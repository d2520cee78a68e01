/*
 *  Copyright 2025-2026 Colliery Software
 *
 *  Licensed under the Apache License, Version 2.0 (the "License");
 *  you may not use this file except in compliance with the License.
 *  You may obtain a copy of the License at
 *
 *      http://www.apache.org/licenses/LICENSE-2.0
 *
 *  Unless required by applicable law or agreed to in writing, software
 *  distributed under the License is distributed on an "AS IS" BASIS,
 *  WITHOUT WARRANTIES OR CONDITIONS OF ANY KIND, either express or implied.
 *  See the License for the specific language governing permissions and
 *  limitations under the License.
 */

//! Connection guard.
//!
//! Waits for the store to answer a ping before a subscriber starts listening.
//! Attempts are bounded by a [`RetryPolicy`]; the wait between attempts, and
//! the ping itself, end early when the caller's cancellation token fires.

use std::time::Duration;
use tokio_util::sync::CancellationToken;
use tracing::{debug, info, warn};

use crate::config::RetryPolicy;
use crate::dal::Store;
use crate::error::GuardError;

/// Bounded-retry connectivity check.
#[derive(Debug, Clone, Default)]
pub struct ConnectionGuard {
    policy: RetryPolicy,
}

impl ConnectionGuard {
    pub fn new(policy: RetryPolicy) -> Self {
        Self { policy }
    }

    /// Pings `store` until it answers, the policy is exhausted, or `cancel` fires.
    ///
    /// Returns the number of attempts made, counting the successful one. No
    /// wait follows the final failed attempt.
    pub async fn ensure_connected(
        &self,
        store: &dyn Store,
        cancel: &CancellationToken,
    ) -> Result<u32, GuardError> {
        let max_attempts = self.policy.max_attempts();
        let mut last_error = String::new();

        for attempt in 1..=max_attempts {
            metrics::counter!("pager_guard_attempts_total").increment(1);

            let result = tokio::select! {
                biased;
                _ = cancel.cancelled() => {
                    return Err(GuardError::Cancelled { attempts: attempt - 1 });
                }
                result = store.ping() => result,
            };

            match result {
                Ok(()) => {
                    if attempt > 1 {
                        info!(attempt, "Database connection established");
                    } else {
                        debug!("Database connection established");
                    }
                    return Ok(attempt);
                }
                Err(e) => {
                    warn!(
                        attempt,
                        max_attempts,
                        error = %e,
                        "Database not reachable"
                    );
                    last_error = e.to_string();
                }
            }

            if attempt == max_attempts {
                break;
            }

            let delay = self.policy.delay_after(attempt);
            if !wait_or_cancel(delay, cancel).await {
                return Err(GuardError::Cancelled { attempts: attempt });
            }
        }

        Err(GuardError::Exhausted {
            attempts: max_attempts,
            last_error,
        })
    }
}

/// Sleeps for `delay`; returns `false` if `cancel` fired first.
async fn wait_or_cancel(delay: Duration, cancel: &CancellationToken) -> bool {
    tokio::select! {
        _ = cancel.cancelled() => false,
        _ = tokio::time::sleep(delay) => true,
    }
}
/*
 *  Copyright 2025-2026 Colliery Software
 *
 *  Licensed under the Apache License, Version 2.0 (the "License");
 *  you may not use this file except in compliance with the License.
 *  You may obtain a copy of the License at
 *
 *      http://www.apache.org/licenses/LICENSE-2.0
 *
 *  Unless required by applicable law or agreed to in writing, software
 *  distributed under the License is distributed on an "AS IS" BASIS,
 *  WITHOUT WARRANTIES OR CONDITIONS OF ANY KIND, either express or implied.
 *  See the License for the specific language governing permissions and
 *  limitations under the License.
 */

//! Request handlers.
//!
//! Handlers are thin: decode, call the store, encode. Rows are never
//! processed here; inserting them is what fires the channel events.

pub mod health;
pub mod notifications;
pub mod subscriptions;
pub mod tasks;

use axum::body::Bytes;
use serde::de::DeserializeOwned;

use crate::error::ApiError;

/// Decodes a JSON request body, mapping any failure to `400 Bad Request`.
fn decode<T: DeserializeOwned>(body: &Bytes) -> Result<T, ApiError> {
    serde_json::from_slice(body).map_err(|e| ApiError::BadRequest(e.to_string()))
}
/*
 *  Copyright 2025-2026 Colliery Software
 *
 *  Licensed under the Apache License, Version 2.0 (the "License");
 *  you may not use this file except in compliance with the License.
 *  You may obtain a copy of the License at
 *
 *      http://www.apache.org/licenses/LICENSE-2.0
 *
 *  Unless required by applicable law or agreed to in writing, software
 *  distributed under the License is distributed on an "AS IS" BASIS,
 *  WITHOUT WARRANTIES OR CONDITIONS OF ANY KIND, either express or implied.
 *  See the License for the specific language governing permissions and
 *  limitations under the License.
 */

//! Event subscriber.
//!
//! An [`EventSubscriber`] owns one listener, registered once when the
//! subscriber is created, and turns it into a pull-based sequence of events:
//!
//! - `Some(Ok(event))` for every payload
//! - `Some(Err(e))` for a transient wait error; the sequence continues
//! - `Some(Err(e))` once for any other error, after which it ends
//! - `None` once cancellation fires, or after a terminal error
//!
//! The sequence is not restartable. A closed connection needs a new
//! subscriber, and so a new registration.

use tokio_util::sync::CancellationToken;
use tracing::{debug, info};

use crate::error::ListenError;
use crate::listener::{EventSource, Listener};
use crate::models::ChannelEvent;

pub struct EventSubscriber {
    listener: Box<dyn Listener>,
    cancel: CancellationToken,
    finished: bool,
}

impl std::fmt::Debug for EventSubscriber {
    fn fmt(&self, f: &mut std::fmt::Formatter<'_>) -> std::fmt::Result {
        f.debug_struct("EventSubscriber")
            .field("channel", &self.listener.channel())
            .field("finished", &self.finished)
            .finish()
    }
}

impl EventSubscriber {
    /// Registers on `channel` and returns a subscriber that stops when
    /// `cancel` fires.
    pub async fn subscribe(
        source: &dyn EventSource,
        channel: &str,
        cancel: CancellationToken,
    ) -> Result<Self, ListenError> {
        let listener = source.listen(channel).await?;
        info!(channel, "Subscriber listening");
        Ok(Self::from_listener(listener, cancel))
    }

    pub fn from_listener(listener: Box<dyn Listener>, cancel: CancellationToken) -> Self {
        Self {
            listener,
            cancel,
            finished: false,
        }
    }

    pub fn channel(&self) -> &str {
        self.listener.channel()
    }

    /// Whether the sequence has ended.
    pub fn is_finished(&self) -> bool {
        self.finished
    }

    /// Waits for the next event.
    pub async fn next(&mut self) -> Option<Result<ChannelEvent, ListenError>> {
        if self.finished {
            return None;
        }

        let result = tokio::select! {
            biased;
            _ = self.cancel.cancelled() => {
                debug!(channel = %self.listener.channel(), "Subscriber cancelled");
                self.finished = true;
                return None;
            }
            result = self.listener.wait_for_notification() => result,
        };

        if result.as_ref().is_err_and(|e| !e.is_transient()) {
            self.finished = true;
        }
        Some(result)
    }
}
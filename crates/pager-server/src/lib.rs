/*
 *  Copyright 2025-2026 Colliery Software
 *
 *  Licensed under the Apache License, Version 2.0 (the "License");
 *  you may not use this file except in compliance with the License.
 *  You may obtain a copy of the License at
 *
 *      http://www.apache.org/licenses/LICENSE-2.0
 *
 *  Unless required by applicable law or agreed to in writing, software
 *  distributed under the License is distributed on an "AS IS" BASIS,
 *  WITHOUT WARRANTIES OR CONDITIONS OF ANY KIND, either express or implied.
 *  See the License for the specific language governing permissions and
 *  limitations under the License.
 */

//! HTTP boundary for the pager dispatch engine.
//!
//! The API only reads and inserts rows; processing happens in the channel
//! workers, which the insert triggers wake up.
//!
//! # Endpoints
//!
//! - `POST /tasks`, `GET /tasks`
//! - `POST /subscriptions`, `GET /subscriptions`
//! - `POST /notifications`, `GET /notifications`
//! - `GET /health`: store ping
//! - `GET /metrics`: Prometheus text format
//! - `GET /vapid-public-key`: application server key for browser clients

use std::sync::Arc;

use axum::routing::get;
use axum::Router;
use metrics_exporter_prometheus::PrometheusHandle;
use pager::dal::Store;
use tower_http::cors::CorsLayer;
use tower_http::limit::RequestBodyLimitLayer;
use tower_http::trace::TraceLayer;

pub mod config;
pub mod error;
pub mod routes;

/// Largest request body accepted, in bytes.
pub const MAX_BODY_BYTES: usize = 64 * 1024;

/// Shared state handed to every handler.
#[derive(Clone)]
pub struct AppState {
    store: Arc<dyn Store>,
    metrics: Option<PrometheusHandle>,
    vapid_public_key: Option<Arc<str>>,
}

impl AppState {
    pub fn new(store: Arc<dyn Store>) -> Self {
        Self {
            store,
            metrics: None,
            vapid_public_key: None,
        }
    }

    pub fn with_metrics(mut self, handle: PrometheusHandle) -> Self {
        self.metrics = Some(handle);
        self
    }

    pub fn with_vapid_public_key(mut self, key: impl Into<Arc<str>>) -> Self {
        self.vapid_public_key = Some(key.into());
        self
    }

    pub fn store(&self) -> &dyn Store {
        self.store.as_ref()
    }

    pub fn metrics(&self) -> Option<&PrometheusHandle> {
        self.metrics.as_ref()
    }

    pub fn vapid_public_key(&self) -> Option<&str> {
        self.vapid_public_key.as_deref()
    }
}

/// Builds the router with every endpoint.
pub fn build_router(state: AppState) -> Router {
    use routes::{health, notifications, subscriptions, tasks};

    Router::new()
        .route("/tasks", get(tasks::list_tasks).post(tasks::create_task))
        .route(
            "/subscriptions",
            get(subscriptions::list_subscriptions).post(subscriptions::create_subscription),
        )
        .route(
            "/notifications",
            get(notifications::list_notifications).post(notifications::create_notification),
        )
        .route("/health", get(health::health))
        .route("/metrics", get(health::metrics))
        .route("/vapid-public-key", get(health::vapid_public_key))
        .layer(RequestBodyLimitLayer::new(MAX_BODY_BYTES))
        .layer(CorsLayer::permissive())
        .layer(TraceLayer::new_for_http())
        .with_state(state)
}
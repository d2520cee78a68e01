/*
 *  Copyright 2025-2026 Colliery Software
 *
 *  Licensed under the Apache License, Version 2.0 (the "License");
 *  you may not use this file except in compliance with the License.
 *  You may obtain a copy of the License at
 *
 *      http://www.apache.org/licenses/LICENSE-2.0
 *
 *  Unless required by applicable law or agreed to in writing, software
 *  distributed under the License is distributed on an "AS IS" BASIS,
 *  WITHOUT WARRANTIES OR CONDITIONS OF ANY KIND, either express or implied.
 *  See the License for the specific language governing permissions and
 *  limitations under the License.
 */

//! Push subscription (endpoint) model.
//!
//! The JSON shape matches the browser `PushSubscription.toJSON()` output so a
//! client can post its subscription unchanged.

use serde::{Deserialize, Serialize};

/// Keys used to encrypt payloads end-to-end for one endpoint.
#[derive(Debug, Clone, PartialEq, Eq, Serialize, Deserialize)]
pub struct SubscriptionKeys {
    /// Authentication secret (base64url)
    pub auth: String,
    /// Client public key on the P-256 curve (base64url)
    pub p256dh: String,
}

/// A registered push endpoint.
///
/// No uniqueness is enforced: registering the same endpoint twice means it
/// receives every notification twice.
#[derive(Debug, Clone, PartialEq, Eq, Serialize, Deserialize)]
pub struct Subscription {
    pub endpoint: String,
    pub keys: SubscriptionKeys,
}

impl Subscription {
    pub fn new(
        endpoint: impl Into<String>,
        auth: impl Into<String>,
        p256dh: impl Into<String>,
    ) -> Self {
        Self {
            endpoint: endpoint.into(),
            keys: SubscriptionKeys {
                auth: auth.into(),
                p256dh: p256dh.into(),
            },
        }
    }
}

#[cfg(test)]
mod tests {
    use super::*;

    #[test]
    fn accepts_browser_subscription_json() {
        let json = r#"{"endpoint":"https://push.example/abc","expirationTime":null,
            "keys":{"p256dh":"BNc...","auth":"tBH..."}}"#;
        let sub: Subscription = serde_json::from_str(json).unwrap();
        assert_eq!(sub, Subscription::new("https://push.example/abc", "tBH...", "BNc..."));
    }
}
/*
 *  Copyright 2025-2026 Colliery Software
 *
 *  Licensed under the Apache License, Version 2.0 (the "License");
 *  you may not use this file except in compliance with the License.
 *  You may obtain a copy of the License at
 *
 *      http://www.apache.org/licenses/LICENSE-2.0
 *
 *  Unless required by applicable law or agreed to in writing, software
 *  distributed under the License is distributed on an "AS IS" BASIS,
 *  WITHOUT WARRANTIES OR CONDITIONS OF ANY KIND, either express or implied.
 *  See the License for the specific language governing permissions and
 *  limitations under the License.
 */

//! Channel listeners.
//!
//! An [`EventSource`] hands out [`Listener`]s. Each listener owns one
//! registration on one channel, made when it is created and never repeated,
//! and yields the raw payloads published on that channel from then on.
//! Payloads published while no listener is registered are lost; the rows
//! themselves remain queryable.
//!
//! - PostgreSQL: a dedicated `tokio-postgres` connection per listener issuing
//!   one `LISTEN`
//! - Memory: an in-process broadcast used by tests and local runs

pub mod memory;
#[cfg(feature = "postgres")]
pub mod postgres;

pub use memory::MemoryEventSource;
#[cfg(feature = "postgres")]
pub use postgres::PostgresEventSource;

use async_trait::async_trait;

use crate::error::ListenError;
use crate::models::ChannelEvent;

/// Creates channel listeners.
#[async_trait]
pub trait EventSource: Send + Sync {
    /// Opens a listener registered on `channel`.
    async fn listen(&self, channel: &str) -> Result<Box<dyn Listener>, ListenError>;
}

/// One registration on one channel.
///
/// Dropping the listener releases its connection.
#[async_trait]
pub trait Listener: Send {
    fn channel(&self) -> &str;

    /// Waits for the next payload on the channel.
    ///
    /// Must be cancel safe: the subscriber races this future against its
    /// cancellation token and drops it when cancellation wins.
    ///
    /// [`ListenError::Wait`] leaves the listener usable; [`ListenError::Closed`]
    /// means no further payloads will arrive.
    async fn wait_for_notification(&mut self) -> Result<ChannelEvent, ListenError>;
}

- - - - - - -

#### Work instruction
Using the material above, gather every line that includes "ApiError".

#### Reply to the task
use crate::error::ApiError;
fn decode<T: DeserializeOwned>(body: &Bytes) -> Result<T, ApiError> {
    serde_json::from_slice(body).map_err(|e| ApiError::BadRequest(e.to_string()))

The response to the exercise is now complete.